Whatever ultimately becomes of Trump’s threat, Congress ought to use this episode to prevent future presidential overreach.
Image: US President Donald J. Trump on Capitol Hill
President Donald J. Trump, along with Senate Majority Leader Mitch McConnell, speaks to the media after attending the Senate Republican policy luncheon in Washington on Jan. 9, 2019.Jim Lo Scalzo / EPA

The possibility that President Donald Trump might declare a “national emergency” so that he could gain access to the funds he’d need to build his border wall without a new appropriation from Congress has set off a debate over the troubling scope of the National Emergencies Act of 1976. Earlier in January, Trump claimed he was tabling that idea, but a new report from CNN on Thursday suggests he may yet declare an emergency. Whatever happens, the fact that that option remains a possibility raises some important questions about potential executive overreach.

As most Americans have been surprised to discover, the National Emergencies Act gave the president the power to declare a “national emergency” (and to thereby unlock hundreds of special statutory authorities that are only available in such cases), without defining what a “national emergency” actually is. In the process, Congress left the door wide open, at least legally, for presidents to use the act as a pretext for pursuing policy objectives that, whatever their merits, have little to do with meeting and responding to a genuine emergency.

Whatever ultimately becomes of Trump’s threat, or of the debate over the wall more generally, Congress ought to use this episode as an excuse to revisit the National Emergencies Act.

Whatever ultimately becomes of Trump’s threat, or of the debate over the wall more generally, Congress ought to use this episode as an excuse to revisit the National Emergencies Act — and, more generally, the way in which it delegates these kinds of special powers to the president. In the four decades since Congress originally passed the National Emergences Act, judicial and congressional tweaks have created a flawed and potentially dangerous situation.

It is tempting to think about how the law could be modified to prevent using it as a pretext, including by defining which kinds of emergencies would count. But for a host of reasons, Congress should instead start with a simple procedural reform: Presidential declarations of a national emergency should automatically expire after 30 days. After that time period, the emergency would end and the special authorities would disappear unless Congress agrees to extend them.

The tragic irony of the National Emergencies Act is that, when it was enacted, it was meant to constrain presidential emergency power, not expand it. Congress put a one-year time limit on all national emergencies (while allowing them to be renewed solely by presidential proclamation), and it created a fast-track procedure whereby a simple majority of the House and the Senate could quickly vote to terminate any existing national emergency — even if the president disagreed.

Congress did not try to define what would count as a national emergency, concluding, quite correctly, that it would be impossible to anticipate all of the myriad episodes, attacks, disasters and other crises that might validly trigger these special, standby authorities.

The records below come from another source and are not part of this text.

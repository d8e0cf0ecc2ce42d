//! Process-wide logging setup shared by the binaries.

/// Initialize structured logging.
///
/// Safe to call multiple times; subsequent calls are no-ops.
pub fn init() {
    tracing::init();
}

/// Subscriber configuration (filter, format, writer).
pub mod tracing;
//! Records that are identified by a code rather than by their contents.

use core::fmt::Debug;
use core::hash::Hash;

/// A warehouse object with a stable code.
///
/// SKU and bin views built at different moments describe the same physical
/// thing when their codes match, whatever quantities they carry. The code is
/// usable as a map key.
pub trait Entity {
    type Id: Clone + Eq + Hash + Debug;

    fn id(&self) -> &Self::Id;
}
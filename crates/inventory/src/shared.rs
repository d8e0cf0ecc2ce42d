//! Single-writer wrapper for callers that share one state across threads.

use std::sync::{Arc, Mutex};

use thiserror::Error;

use crate::state::InventoryState;

#[derive(Debug, Error, Clone, PartialEq, Eq)]
pub enum SharedStateError {
    /// A previous holder panicked while mutating the state.
    #[error("inventory state lock poisoned")]
    Poisoned,
}

/// Shared handle to one `InventoryState`.
///
/// Each `with_state` call runs as a single critical section, so a transfer's
/// check and commit cannot interleave with another caller's mutation.
#[derive(Debug, Clone, Default)]
pub struct SharedInventory {
    inner: Arc<Mutex<InventoryState>>,
}

impl SharedInventory {
    pub fn new(state: InventoryState) -> Self {
        Self {
            inner: Arc::new(Mutex::new(state)),
        }
    }

    pub fn with_state<R>(
        &self,
        f: impl FnOnce(&mut InventoryState) -> R,
    ) -> Result<R, SharedStateError> {
        let mut guard = self.inner.lock().map_err(|_| SharedStateError::Poisoned)?;
        Ok(f(&mut *guard))
    }

    /// Clone of the current state.
    pub fn snapshot(&self) -> Result<InventoryState, SharedStateError> {
        self.with_state(|state| state.clone())
    }
}
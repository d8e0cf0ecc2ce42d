//! `wms-ai`
//!
//! **Responsibility:** boundary to the external assistant endpoint.
//!
//! This crate is intentionally **not** part of the domain model:
//! - It must not depend on the inventory crates.
//! - It must not mutate warehouse state.
//! - It only stores endpoint settings and probes connectivity.

pub mod config;
pub mod connectivity;
pub mod result;

pub use config::{AiConfig, DEFAULT_ENDPOINT};
pub use connectivity::{check_connectivity, ConnectivityProbe};
pub use result::{AiError, ConnectivityReport};
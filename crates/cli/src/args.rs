use std::path::PathBuf;

use clap::{Parser, Subcommand};

use wms_core::{BinId, SkuId};
use wms_infra::DEFAULT_STATE_FILE;
use wms_inventory::parse_quantity;

/// Warehouse stock, transfers and put-away tasks over a local state file.
#[derive(Parser, Debug)]
#[command(name = "wms")]
#[command(version)]
pub struct Cli {
    /// State file to load and save
    #[arg(long, global = true, env = "WMS_STATE_FILE", default_value = DEFAULT_STATE_FILE)]
    pub state: PathBuf,

    #[command(subcommand)]
    pub command: Command,
}

#[derive(Subcommand, Debug)]
pub enum Command {
    /// Replace SKUs, bins and stock with the contents of a CSV file
    Import {
        /// Header line, then `sku,description,bin,qty,capacity` rows
        csv: PathBuf,
    },

    /// Print the SKU table
    Show,

    /// Decode a scanned code and look up what it refers to
    Scan { code: String },

    /// Regenerate put-away tasks
    Remise,

    /// List moves that would reduce SKU fragmentation
    Consolidate,

    /// Create a palette for an outbound order
    Palette {
        #[arg(long)]
        order_ref: Option<String>,
    },

    /// Move stock of one SKU between bins
    Transfer {
        #[arg(long)]
        from: BinId,
        #[arg(long)]
        to: BinId,
        #[arg(long)]
        sku: SkuId,
        #[arg(long, value_parser = parse_quantity, allow_hyphen_values = true)]
        qty: i64,
    },

    /// Write the full state as a JSON export file
    Export {
        #[arg(long, default_value = ".")]
        dir: PathBuf,
    },

    /// Show or update operator settings
    Settings {
        /// Comma-separated zone order, e.g. A,B,C
        #[arg(long, value_delimiter = ',')]
        zone_priority: Option<Vec<String>>,
        #[arg(long)]
        max_bin_capacity: Option<u64>,
    },

    /// Assistant endpoint configuration
    #[command(subcommand)]
    Ai(AiCommand),
}

#[derive(Subcommand, Debug)]
pub enum AiCommand {
    /// Show or update the stored endpoint, key and prompt
    Configure {
        #[arg(long)]
        endpoint: Option<String>,
        #[arg(long)]
        api_key: Option<String>,
        #[arg(long)]
        prompt: Option<String>,
    },

    /// Probe the endpoint; flags override the stored config
    Test {
        #[arg(long, env = "WMS_AI_ENDPOINT")]
        endpoint: Option<String>,
        #[arg(long, env = "WMS_AI_API_KEY", hide_env_values = true)]
        api_key: Option<String>,
    },
}
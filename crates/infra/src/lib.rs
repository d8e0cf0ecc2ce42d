//! Infrastructure layer: state persistence and export.

pub mod export;
pub mod snapshot;
pub mod snapshot_store;


pub use export::{export_filename, export_json, write_export};
pub use snapshot::{load_snapshot, Settings, StateSnapshot, WmsState};
pub use snapshot_store::{
    FileSnapshotStore, InMemorySnapshotStore, SnapshotStore, StoreError, DEFAULT_STATE_FILE,
};
use std::path::PathBuf;

use thiserror::Error;

use crate::snapshot::{load_snapshot, StateSnapshot, WmsState};

#[derive(Debug, Error)]
pub enum StoreError {
    #[error("io error at {path}: {source}")]
    Io {
        path: PathBuf,
        #[source]
        source: std::io::Error,
    },

    #[error("failed to serialize state: {0}")]
    Serialize(#[from] serde_json::Error),

    #[error("store lock poisoned")]
    Poisoned,
}

/// Keeps one serialized state snapshot.
///
/// Implementors provide raw text access; `load` and `save` are shared.
pub trait SnapshotStore {
    /// The stored text, or `None` if nothing was saved yet.
    fn read_raw(&self) -> Result<Option<String>, StoreError>;

    fn write_raw(&self, raw: &str) -> Result<(), StoreError>;

    /// Load the stored state.
    ///
    /// Absent or corrupt content yields the default state; only failures to
    /// reach the storage itself are errors, so a later `save` never silently
    /// overwrites data that merely could not be read.
    fn load(&self) -> Result<WmsState, StoreError> {
        let raw = self.read_raw()?;
        Ok(load_snapshot(raw.as_deref()).into_state())
    }

    fn save(&self, state: &WmsState) -> Result<(), StoreError> {
        let raw = serde_json::to_string(&StateSnapshot::capture(state))?;
        self.write_raw(&raw)
    }
}
//! Downloadable JSON export of the full state.

use std::fs;
use std::path::{Path, PathBuf};

use chrono::{DateTime, Utc};

use crate::snapshot::{StateSnapshot, WmsState};
use crate::snapshot_store::StoreError;

/// `wms-export-<epoch-ms>.json`
pub fn export_filename(now: DateTime<Utc>) -> String {
    format!("wms-export-{}.json", now.timestamp_millis())
}

/// Pretty-printed snapshot, in the same layout as the persisted state.
pub fn export_json(state: &WmsState) -> Result<String, StoreError> {
    Ok(serde_json::to_string_pretty(&StateSnapshot::capture(state))?)
}

/// Write the export into `dir` and return the file's path.
pub fn write_export(dir: &Path, state: &WmsState, now: DateTime<Utc>) -> Result<PathBuf, StoreError> {
    let path = dir.join(export_filename(now));
    let json = export_json(state)?;

    fs::create_dir_all(dir).map_err(|source| StoreError::Io {
        path: dir.to_path_buf(),
        source,
    })?;
    fs::write(&path, json).map_err(|source| StoreError::Io {
        path: path.clone(),
        source,
    })?;

    tracing::info!(path = %path.display(), "state exported");
    Ok(path)
}
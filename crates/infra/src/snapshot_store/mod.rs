//! Persistence boundary for whole-state snapshots.
//!
//! Stores only move raw JSON text; decoding, default backfill and capture
//! live in `crate::snapshot`, shared by every backend.

pub mod file;
pub mod in_memory;
pub mod r#trait;

pub use file::{FileSnapshotStore, DEFAULT_STATE_FILE};
pub use in_memory::InMemorySnapshotStore;
pub use r#trait::{SnapshotStore, StoreError};
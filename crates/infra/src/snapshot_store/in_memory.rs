use std::sync::RwLock;

use super::r#trait::{SnapshotStore, StoreError};

/// In-memory snapshot slot.
///
/// Intended for tests/dev. Holds the raw text so corrupt content can be
/// seeded with `with_raw`.
#[derive(Debug, Default)]
pub struct InMemorySnapshotStore {
    slot: RwLock<Option<String>>,
}

impl InMemorySnapshotStore {
    pub fn new() -> Self {
        Self::default()
    }

    pub fn with_raw(raw: impl Into<String>) -> Self {
        Self {
            slot: RwLock::new(Some(raw.into())),
        }
    }
}

impl SnapshotStore for InMemorySnapshotStore {
    fn read_raw(&self) -> Result<Option<String>, StoreError> {
        let slot = self.slot.read().map_err(|_| StoreError::Poisoned)?;
        Ok(slot.clone())
    }

    fn write_raw(&self, raw: &str) -> Result<(), StoreError> {
        let mut slot = self.slot.write().map_err(|_| StoreError::Poisoned)?;
        *slot = Some(raw.to_string());
        Ok(())
    }
}
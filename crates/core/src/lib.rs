//! `wms-core`: warehouse domain building blocks.
//!
//! This crate contains **pure domain** primitives (no infrastructure concerns).

pub mod entity;
pub mod error;
pub mod id;

pub use entity::Entity;
pub use error::{DomainError, DomainResult};
pub use id::{BinId, PaletteId, SkuId};
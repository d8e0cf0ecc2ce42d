//! Reachability probe for the assistant endpoint.

use reqwest::header::CONTENT_TYPE;
use reqwest::Url;

use crate::config::AiConfig;
use crate::result::{AiError, ConnectivityReport};

/// Issues probe requests with a reusable HTTP client.
#[derive(Debug, Clone, Default)]
pub struct ConnectivityProbe {
    client: reqwest::Client,
}

impl ConnectivityProbe {
    pub fn new() -> Self {
        Self::default()
    }

    pub fn with_client(client: reqwest::Client) -> Self {
        Self { client }
    }

    /// Probe the endpoint stored in `config`.
    pub async fn check_config(&self, config: &AiConfig) -> Result<ConnectivityReport, AiError> {
        self.check(&config.endpoint, config.bearer_token()).await
    }

    /// `GET endpoint` with a JSON content type and, when `api_key` is
    /// non-empty, a bearer token.
    pub async fn check(
        &self,
        endpoint: &str,
        api_key: Option<&str>,
    ) -> Result<ConnectivityReport, AiError> {
        let url = Url::parse(endpoint.trim())
            .map_err(|e| AiError::InvalidInput(format!("{endpoint:?}: {e}")))?;

        let mut req = self.client.get(url).header(CONTENT_TYPE, "application/json");
        if let Some(token) = api_key.map(str::trim).filter(|k| !k.is_empty()) {
            req = req.bearer_auth(token);
        }

        let resp = req.send().await.map_err(|e| {
            tracing::warn!(endpoint, error = %e, "assistant endpoint unreachable");
            AiError::Transport(e.to_string())
        })?;

        let status = resp.status();
        tracing::info!(endpoint, status = status.as_u16(), "assistant endpoint answered");

        Ok(ConnectivityReport {
            ok: status.is_success(),
            status: status.as_u16(),
            status_text: status.canonical_reason().unwrap_or_default().to_string(),
        })
    }
}

/// One-shot probe with a fresh client.
pub async fn check_connectivity(
    endpoint: &str,
    api_key: Option<&str>,
) -> Result<ConnectivityReport, AiError> {
    ConnectivityProbe::new().check(endpoint, api_key).await
}
//! Domain error model.

use thiserror::Error;

/// Result type used across the domain layer.
pub type DomainResult<T> = Result<T, DomainError>;

/// Domain-level error.
///
/// Keep this focused on deterministic, synchronous failures raised by the
/// inventory operations. Storage and transport failures belong elsewhere.
#[derive(Debug, Error, Clone, PartialEq, Eq)]
pub enum DomainError {
    /// A referenced bin or SKU does not exist in the current state.
    #[error("not found: {0}")]
    NotFound(String),

    /// The requested quantity is not a positive integer.
    #[error("invalid quantity: {0}")]
    InvalidQuantity(String),

    /// The source bin cannot cover the requested quantity.
    #[error("insufficient stock for {sku} in bin {bin} (available: {available}, requested: {requested})")]
    InsufficientStock {
        bin: String,
        sku: String,
        available: u64,
        requested: u64,
    },

    /// An identifier was invalid (e.g. blank after trimming).
    #[error("invalid identifier: {0}")]
    InvalidId(String),
}

impl DomainError {
    pub fn not_found(what: impl Into<String>) -> Self {
        Self::NotFound(what.into())
    }

    pub fn invalid_quantity(msg: impl Into<String>) -> Self {
        Self::InvalidQuantity(msg.into())
    }

    pub fn insufficient_stock(
        bin: impl Into<String>,
        sku: impl Into<String>,
        available: u64,
        requested: u64,
    ) -> Self {
        Self::InsufficientStock {
            bin: bin.into(),
            sku: sku.into(),
            available,
            requested,
        }
    }

    pub fn invalid_id(msg: impl Into<String>) -> Self {
        Self::InvalidId(msg.into())
    }
}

Instead, Congress assumed that the statute’s procedural checks (and political safeguards) would be sufficient both formally and practically to deter future presidents from abusing the powers that came with an emergency declaration.

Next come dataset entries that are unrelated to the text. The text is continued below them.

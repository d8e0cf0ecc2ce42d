//! `wms` command-line front end: argument parsing, command dispatch over a
//! loaded state, and output rendering.

pub mod args;
pub mod commands;
pub mod render;

use anyhow::Context;
use chrono::Utc;

use wms_infra::{FileSnapshotStore, SnapshotStore};

use crate::args::Cli;
use crate::commands::{execute, Output};

/// Load state, run one command, print its output, and save if it changed.
///
/// State is saved only after the command succeeded, so a failed operation
/// leaves the stored snapshot untouched.
pub async fn run(cli: Cli) -> anyhow::Result<()> {
    let store = FileSnapshotStore::new(&cli.state);
    let mut state = store
        .load()
        .with_context(|| format!("loading state from {}", cli.state.display()))?;

    let outcome = execute(cli.command, &mut state, Utc::now()).await?;

    if outcome.changed {
        store
            .save(&state)
            .with_context(|| format!("saving state to {}", cli.state.display()))?;
    }

    match outcome.output {
        Output::Json(value) => println!("{}", serde_json::to_string_pretty(&value)?),
        Output::Text(text) => println!("{text}"),
    }
    Ok(())
}
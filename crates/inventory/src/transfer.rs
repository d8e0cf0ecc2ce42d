//! Validated stock movement between bins.
//!
//! Split like a command handler: `check_transfer` decides against an
//! immutable state and produces a plan, `apply_transfer` performs the writes.
//! Nothing is written unless every check passed.

use chrono::{DateTime, Utc};
use serde::{Deserialize, Serialize};

use wms_core::{BinId, DomainError, DomainResult, SkuId};

use crate::model::{StockEntry, Transfer};
use crate::state::InventoryState;

/// Command: move `qty` units of `sku_id` from `from_bin` to `to_bin`.
#[derive(Debug, Clone, PartialEq, Eq, Serialize, Deserialize)]
pub struct TransferStock {
    pub from_bin: BinId,
    pub to_bin: BinId,
    pub sku_id: SkuId,
    /// Signed so that non-positive operator input reaches validation.
    pub qty: i64,
    pub occurred_at: DateTime<Utc>,
}

/// Parse operator-entered quantity text.
///
/// Only checks that the text is an integer; positivity is enforced by the
/// transfer itself so that unknown bins are still reported first.
pub fn parse_quantity(raw: &str) -> DomainResult<i64> {
    raw.trim()
        .parse()
        .map_err(|_| DomainError::invalid_quantity(format!("{raw:?} is not a number")))
}

#[derive(Debug)]
struct TransferPlan {
    source: usize,
    /// Destination entry and its quantity after the credit.
    target: Option<(usize, u64)>,
    qty: u64,
}

impl InventoryState {
    pub fn transfer(&mut self, cmd: &TransferStock) -> DomainResult<Transfer> {
        let plan = match self.check_transfer(cmd) {
            Ok(plan) => plan,
            Err(err) => {
                tracing::warn!(
                    from = %cmd.from_bin,
                    to = %cmd.to_bin,
                    sku = %cmd.sku_id,
                    qty = cmd.qty,
                    error = %err,
                    "transfer rejected"
                );
                return Err(err);
            }
        };
        Ok(self.apply_transfer(plan, cmd))
    }

    fn check_transfer(&self, cmd: &TransferStock) -> DomainResult<TransferPlan> {
        if !self.contains_bin(cmd.from_bin.as_str()) {
            return Err(DomainError::not_found(format!("bin {}", cmd.from_bin)));
        }
        if !self.contains_bin(cmd.to_bin.as_str()) {
            return Err(DomainError::not_found(format!("bin {}", cmd.to_bin)));
        }
        if !self.contains_sku(cmd.sku_id.as_str()) {
            return Err(DomainError::not_found(format!("sku {}", cmd.sku_id)));
        }

        if cmd.qty <= 0 {
            return Err(DomainError::invalid_quantity(format!(
                "quantity must be positive (got {})",
                cmd.qty
            )));
        }
        let qty = cmd.qty as u64;

        // Only the first entry for the SKU in the source bin is considered.
        let source = self.entry_index(cmd.from_bin.as_str(), cmd.sku_id.as_str());
        let available = source.map(|i| self.stock[i].qty).unwrap_or(0);
        let Some(source) = source.filter(|_| available >= qty) else {
            return Err(DomainError::insufficient_stock(
                cmd.from_bin.as_str(),
                cmd.sku_id.as_str(),
                available,
                qty,
            ));
        };

        let target = match self.entry_index(cmd.to_bin.as_str(), cmd.sku_id.as_str()) {
            Some(i) => {
                let credited = self.stock[i].qty.checked_add(qty).ok_or_else(|| {
                    DomainError::invalid_quantity(format!(
                        "moving {qty} into bin {} would overflow its {} stock",
                        cmd.to_bin, cmd.sku_id
                    ))
                })?;
                Some((i, credited))
            }
            None => None,
        };

        Ok(TransferPlan {
            source,
            target,
            qty,
        })
    }

    fn apply_transfer(&mut self, plan: TransferPlan, cmd: &TransferStock) -> Transfer {
        self.stock[plan.source].qty -= plan.qty;

        match plan.target {
            Some((target, credited)) => self.stock[target].qty = credited,
            None => self.stock.push(StockEntry {
                bin: cmd.to_bin.clone(),
                sku_id: cmd.sku_id.clone(),
                qty: plan.qty,
            }),
        }

        let record = Transfer {
            from_bin: cmd.from_bin.clone(),
            to_bin: cmd.to_bin.clone(),
            sku_id: cmd.sku_id.clone(),
            qty: plan.qty,
            occurred_at: cmd.occurred_at,
        };
        self.transfers.insert(0, record.clone());

        tracing::info!(
            from = %record.from_bin,
            to = %record.to_bin,
            sku = %record.sku_id,
            qty = record.qty,
            "stock transferred"
        );
        record
    }
}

What Congress failed to anticipate was that, just seven years after the statute was enacted, the Supreme Court (in an unrelated case) held that such “legislative vetoes” were unconstitutional. If Congress wants to legislate, the justices concluded, it must go through the formal process laid out in Article I, Section 7 of the Constitution — approval by both Houses and presentment to the president.

Congress can only terminate an emergency without the president’s consent today if veto-proof supermajorities (290 members of the House and 67 Senators) agree to do so.

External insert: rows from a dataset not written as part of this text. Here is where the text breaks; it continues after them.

//! HTTP transport for the conversion handler.
//!
//! Provides REST endpoints for:
//! - `POST /convert`: multipart upload, answered with a DOCX attachment
//! - `POST /convert-base64`: JSON `{fileData, fileName?}`, answered with base64 JSON
//! - `POST /api/pdf2word`: either of the above, chosen by `Content-Type`
//! - `GET /health`, `GET /api/health`
//!
//! All three conversion routes share [`crate::Handler::convert`]; errors are
//! rendered as `{"error": "..."}` with 400 or 500 by [`error`].

pub mod error;
pub mod routes;

use crate::handler::Handler;
use axum::extract::DefaultBodyLimit;
use axum::routing::{get, post};
use axum::Router;
use std::sync::Arc;
use tower_http::cors::{Any, CorsLayer};
use tower_http::trace::TraceLayer;

/// Room for multipart boundaries and part headers on top of the file itself.
const ENVELOPE_OVERHEAD: usize = 64 * 1024;

/// Shared application state.
#[derive(Debug, Clone)]
pub struct AppState {
    pub handler: Handler,
}

/// Build the application router.
///
/// Used by the `pdf2word-server` binary and by the integration tests.
pub fn router(handler: Handler) -> Router {
    // base64 inflates the payload by a third
    let body_limit = handler
        .config()
        .max_upload_bytes
        .saturating_mul(4)
        .div_ceil(3)
        .saturating_add(ENVELOPE_OVERHEAD);
    let state = Arc::new(AppState { handler });

    let cors = CorsLayer::new()
        .allow_origin(Any)
        .allow_methods(Any)
        .allow_headers(Any);

    Router::new()
        .route("/health", get(routes::health))
        .route("/api/health", get(routes::health))
        .route("/convert", post(routes::convert_upload))
        .route("/convert-base64", post(routes::convert_base64))
        .route("/api/pdf2word", post(routes::convert_any))
        .layer(DefaultBodyLimit::max(body_limit))
        .layer(TraceLayer::new_for_http())
        .layer(cors)
        .with_state(state)
}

Congress shortsightedly responded in kind, amending the National Emergencies Act in 1985 so that only a new statute, rather than majority votes of both Houses, could terminate an emergency. In other words, Congress can only terminate an emergency without the president’s consent today if veto-proof supermajorities (290 members of the House and 67 Senators) agree to do so. Unsurprisingly, no such attempt has been made — let alone succeeded — in the ensuing 34 years.

The same issue has befallen the War Powers Resolution, a statute Congress enacted in 1973 (over President Richard Nixon’s veto) that was intended to rein in the president’s unilateral war powers by giving Congress the power to terminate any unilateral use of force without the president’s consent. As with national emergencies, the War Powers Resolution is predicated on the view that, as a matter of prudence (if not constitutional necessity), the president should be allowed to act in crisis situations for a short period of time without waiting for Congress to pass legislation, but should only be able to act in the longer term with Congress’s acquiescence.

As with the National Emergencies Act, however, the demise of the legislative veto has turned what was supposed to be a meaningful constraint on the president into a blank check. Thus, 17 years after Congress authorized the use of military force against those who attacked us on September 11, the same statute remains on the books, unamended, even as it is used to justify hostilities against groups increasingly far removed from al Qaeda and the Taliban.

In both contexts, the answer should not be controversial: If Congress can’t reserve a role for itself through the legislative veto, the alternative should be a requirement of congressional authorization — and periodic reauthorization — for the unilateral actions we allow presidents to pursue in emergencies. That way, the default is for the president’s authority to lapse in the absence of congressional action, rather than for it to continue in perpetuity.

For instance, if Congress regularly had to reauthorize the 2001 AUMF, it stands to reason that, over time, the statute would have evolved to match the evolving nature of the conflict — and, more fundamentally, that the American people would have more of a role in identifying those we are at war with.

And if any national emergency declared by the president had to be approved by Congress within 30 (or even 60) days, it’s difficult to imagine that Trump would even have mentioned the possibility of using it to build his wall.

Sunsets aren’t a miracle cure to all legislative problems. And even in contexts in which Congress regularly uses them (such as our more controversial surveillance authorities), they don’t guarantee a thoughtful, principled debate over reauthorization when the time comes. But with regard to extraordinary authorities designed for extraordinary times, they at least put the onus on Congress to endorse the president’s resort to such measures, rather than reject them. If reasonable minds can’t agree on anything else about the shutdown and the broader debate over border security, hopefully, we can all at least agree on this.